Science of Scent

Every hunter knows that deer have a remarkable sense of smell, but just how well can they smell? While there is no research offering specific measurements of a deer’s olfactory abilities, Steve Ditchkoff, professor in wildlife ecology and management at Auburn University, says it’s estimated that a deer can smell at least 1,000 times better than a human.

“Essentially, what you find in the animal kingdom, is the length of the animal’s rostrum (nose) indicates how well it can smell,” Ditchkoff said. “For example, cats don’t have a good sense of smell compared to other animals, due to a short rostrum. But, some breeds of dogs, such as Labradors, have a great sense of smell, thanks to their long rostrums.”

Ditchkoff says a deer’s strong sense of smell plays a vital part in three important areas of a deer’s life — avoiding predators, locating food and selecting a mate.

Avoiding Predators

avoiding predators

Of course, the whitetail’s sensitive nose can make it a challenge to hunt, that’s why it’s important for hunters pursuing deer to be as scent-free as possible.

“While you want to be as scent-free as possible throughout the entire hunt, I believe it is most important while you are walking to and from your hunting setup, because that’s when you leave a trail of scent particles behind,” Ditchkoff said. “A deer may have no idea you’re in the area while you’re hunting from a stand or blind, but when the deer walks through the area after you’ve walked through, it knows you’ve been there. If you frequently hunt that area, the deer will begin to pattern you, much like you may pattern a particular deer or herd of deer.”

For this reason, it’s a good idea to utilize scent-elimination products, such as the D/CODE line of products. Designed for use on your clothing, hair and body, D/CODE products boast the scent-elimination technology of medical grade silver nanoparticles to eliminate scent. In fact, this medical-grade technology eliminates 99.9% of odor. Spraying down, wiping down and bathing with D/CODE sprays, wipes, body wash and shampoos help conceal your scent so you can remain undetected regardless of wind direction.

Washing clothes with D/CODE Laundry Detergent not only cleans and deodorizes clothing, but clothing treated with this detergent absorbs game-spooking odors in camp and during the hunt as well. The D/CODE Dryer Sheets take garment-scent control to the next level with even more odor-destroying properties.

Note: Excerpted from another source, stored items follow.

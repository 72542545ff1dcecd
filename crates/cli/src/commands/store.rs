//! Read-only store queries over the WooCommerce REST API.
//!
//! # Usage
//!
//! ```bash
//! saffron gateways
//! saffron product 42
//! saffron order 1723
//! ```
//!
//! # Environment Variables
//!
//! - `SAFFRON_STORE_URL` - Base URL of the WooCommerce store
//! - `SAFFRON_CONSUMER_KEY` / `SAFFRON_CONSUMER_SECRET` - REST credentials

use thiserror::Error;

use saffron_checkout::CheckoutConfig;
use saffron_checkout::backend::{BackendError, CommerceBackend, WooClient};
use saffron_checkout::config::ConfigError;

use saffron_core::{OrderId, ProductId};

/// Errors that can occur during store queries.
#[derive(Debug, Error)]
pub enum StoreCmdError {
    /// Configuration is missing or invalid.
    #[error(transparent)]
    Config(#[from] ConfigError),

    /// The store could not be reached or rejected the request.
    #[error(transparent)]
    Backend(#[from] BackendError),
}

fn client() -> Result<WooClient, StoreCmdError> {
    Ok(WooClient::new(&CheckoutConfig::from_env()?)?)
}

/// List the store's payment gateways.
#[allow(clippy::print_stdout)]
pub async fn gateways() -> Result<(), StoreCmdError> {
    let gateways = client()?.list_payment_gateways().await?;
    for gateway in gateways {
        let state = if gateway.enabled { "enabled" } else { "disabled" };
        println!("{:<12} {:<24} [{state}]", gateway.id, gateway.title);
    }
    Ok(())
}

/// Fetch and print one product.
#[allow(clippy::print_stdout)]
pub async fn product(id: i64) -> Result<(), StoreCmdError> {
    let product = client()?.get_product(ProductId::new(id)).await?;
    println!("{:>6}  {}  @ {}", product.id, product.name, product.price);
    Ok(())
}

/// Fetch and print one order.
#[allow(clippy::print_stdout)]
pub async fn order(id: i64) -> Result<(), StoreCmdError> {
    let order = client()?.get_order(OrderId::new(id)).await?;
    println!(
        "Order #{}  status: {}  total: {}",
        order.number,
        order.status.as_str(),
        order.total
    );
    if !order.payment_method_title.is_empty() {
        println!("Paid via: {}", order.payment_method_title);
    }
    if !order.transaction_id.is_empty() {
        println!("Transaction: {}", order.transaction_id);
    }
    Ok(())
}
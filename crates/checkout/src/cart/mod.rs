//! The cart store: line items, derived totals, and local persistence.
//!
//! Mutation semantics live on [`CartState`] in `saffron-core`; this store
//! adds shared ownership and the persistence policy: after every mutation
//! the full snapshot is written to the key-value store fire-and-forget.
//! Persistence failures are logged and non-fatal - the in-memory state is
//! authoritative and callers are never blocked on storage I/O.

pub mod storage;

use std::sync::{Arc, Mutex};

use rust_decimal::Decimal;
use tracing::{debug, warn};

use saffron_core::{CartState, ProductId, ProductRef};

use storage::{KeyValueStore, keys};

/// Shared handle to the cart.
///
/// Cheaply cloneable; all clones see the same state. Mutations are not
/// serialized beyond an internal short-lived lock - the UI is expected to
/// disable controls during an in-flight submission rather than rely on the
/// data layer for coordination.
#[derive(Clone)]
pub struct CartStore {
    inner: Arc<CartInner>,
}

struct CartInner {
    state: Mutex<CartState>,
    storage: Arc<dyn KeyValueStore>,
}

impl CartStore {
    /// Create an empty cart over `storage` without reading a snapshot.
    #[must_use]
    pub fn new(storage: Arc<dyn KeyValueStore>) -> Self {
        Self {
            inner: Arc::new(CartInner {
                state: Mutex::new(CartState::empty()),
                storage,
            }),
        }
    }

    /// Create the cart and merge in any persisted snapshot.
    ///
    /// Called once at startup, before the cart is first used. A missing or
    /// corrupt snapshot falls back to an empty cart; the failure is logged,
    /// never surfaced.
    pub async fn load(storage: Arc<dyn KeyValueStore>) -> Self {
        let store = Self::new(storage);

        match store.inner.storage.get(keys::CART).await {
            Ok(Some(json)) => match serde_json::from_str::<CartState>(&json) {
                Ok(snapshot) => {
                    debug!(items = snapshot.items.len(), "restored cart snapshot");
                    *store.lock() = snapshot;
                }
                Err(e) => warn!(error = %e, "discarding corrupt cart snapshot"),
            },
            Ok(None) => {}
            Err(e) => warn!(error = %e, "failed to read cart snapshot"),
        }

        store
    }

    /// Add `quantity` of `product`, merging by product id.
    /// Quantities below 1 are rejected as a no-op.
    pub fn add_item(&self, product: ProductRef, quantity: u32) {
        self.mutate(|cart| cart.add_item(product, quantity));
    }

    /// Remove the line for `product_id`; absent id is a no-op.
    pub fn remove_item(&self, product_id: ProductId) {
        self.mutate(|cart| cart.remove_item(product_id));
    }

    /// Replace the quantity for `product_id`; zero removes the line.
    pub fn set_quantity(&self, product_id: ProductId, quantity: u32) {
        self.mutate(|cart| cart.set_quantity(product_id, quantity));
    }

    /// Empty the cart and zero the totals.
    ///
    /// Called by the order submitter exactly once, on confirmed creation.
    pub fn clear(&self) {
        self.mutate(CartState::clear);
    }

    /// Owned copy of the current state. Order drafts are built from this
    /// copy so a race with further cart edits cannot corrupt an in-flight
    /// order.
    #[must_use]
    pub fn snapshot(&self) -> CartState {
        self.lock().clone()
    }

    /// Quantity of `product_id` in the cart, zero if absent.
    #[must_use]
    pub fn item_quantity(&self, product_id: ProductId) -> u32 {
        self.lock().item_quantity(product_id)
    }

    /// Whether the cart holds a line for `product_id`.
    #[must_use]
    pub fn contains(&self, product_id: ProductId) -> bool {
        self.lock().contains(product_id)
    }

    #[must_use]
    pub fn is_empty(&self) -> bool {
        self.lock().is_empty()
    }

    #[must_use]
    pub fn total_items(&self) -> u32 {
        self.lock().total_items
    }

    #[must_use]
    pub fn total_price(&self) -> Decimal {
        self.lock().total_price
    }

    /// Write the current snapshot and wait for the write to land.
    ///
    /// The mutation path persists fire-and-forget; call this before the
    /// process exits (or the host suspends) when the write must survive.
    ///
    /// # Errors
    ///
    /// Surfaces the storage failure instead of logging it.
    pub async fn flush(&self) -> Result<(), storage::StorageError> {
        let json = serde_json::to_string(&self.snapshot())?;
        self.inner.storage.set(keys::CART, json).await
    }

    /// Apply a mutation, then persist the resulting snapshot.
    fn mutate(&self, f: impl FnOnce(&mut CartState)) {
        let snapshot = {
            let mut state = self.lock();
            f(&mut state);
            state.clone()
        };
        self.persist(snapshot);
    }

    /// Fire-and-forget snapshot write. No ordering guarantee is needed:
    /// the cart reloads as a whole snapshot, so last-write-wins is correct.
    fn persist(&self, snapshot: CartState) {
        let storage = Arc::clone(&self.inner.storage);
        let json = match serde_json::to_string(&snapshot) {
            Ok(json) => json,
            Err(e) => {
                warn!(error = %e, "failed to serialize cart snapshot");
                return;
            }
        };
        tokio::spawn(async move {
            if let Err(e) = storage.set(keys::CART, json).await {
                warn!(error = %e, "failed to persist cart snapshot");
            }
        });
    }

    fn lock(&self) -> std::sync::MutexGuard<'_, CartState> {
        // A poisoned cart lock means a panic mid-mutation; the totals are
        // recomputed from items on the next mutation, so continuing is safe.
        self.inner
            .state
            .lock()
            .unwrap_or_else(std::sync::PoisonError::into_inner)
    }
}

Of course, cover scents also offer a great option for concealing your scent. Designed to mask human odor, Code Blue’s Calming Zone put deer at ease with the smell of a deer bedding area. This scent is collected from natural bedding areas and the smell of other deer puts incoming deer at ease.

Locating Food

locating food

Deer spend the majority of their time eating. In fact, it’s estimated that a deer eats approximately 1 ½ tons of food a year and they rely heavily on their noses to locate it.

“Because white-tailed deer have the ability to detect odors on par with dogs and other species that have incredible olfactory abilities, deer have the potential to detect novel food sources from considerable distances,” Ditchkoff said. “Food attractants, which typically have a fairly strong odor to them, can undoubtedly be detectable from hundreds of yards in some cases.”

That’s how whitetail attractants take advantage of a deer’s remarkable ability to smell food sources from great distances. Attractants are specifically blended to draw in whitetails and establish a pattern of repeat visits to your feeding site.

Selecting a Mate

selecting mate

Finally, deer rely heavily on their noses to find a mate. In fact, reproducing is the number one activity focus throughout a deer’s life.

“The main objective of every animal is to pass along its genes to the next generation,” Ditchkoff said. “Everything an animal does, from eating, to avoiding predators, to mating, to protecting its young is done to ensure the future of its species, and the ability to detect certain scents plays a vital role in this process.”

Code Blue’s whitetail urine, estrous and tarsal gland scents are designed to take advantage of a buck’s strong desire to mate. These scents, which are taken from a single animal for “true-to-life” effectiveness are designed to lure a trophy buck into range. Most scent companies blend buck and doe urine in their bottles, resulting in the bottles all smelling the same. A problem arises when several hunters use the same urine blend in an area. If a hunter spooks a buck that has smelled that scent, the buck will get spooked again if it smells that same blend somewhere else. He’ll associate it with the noise or danger that scared him and will not enter the area. Single-source urines, such as Code Blue, do not create this problem.

While a deer’s remarkable sense of smell can create a challenge for hunters, the wise hunter can also use it to his or her advantage by utilizing scent-conscious hunting techniques and high-quality scent-elimination products and attractants to outsmart a deer’s sensitive nose.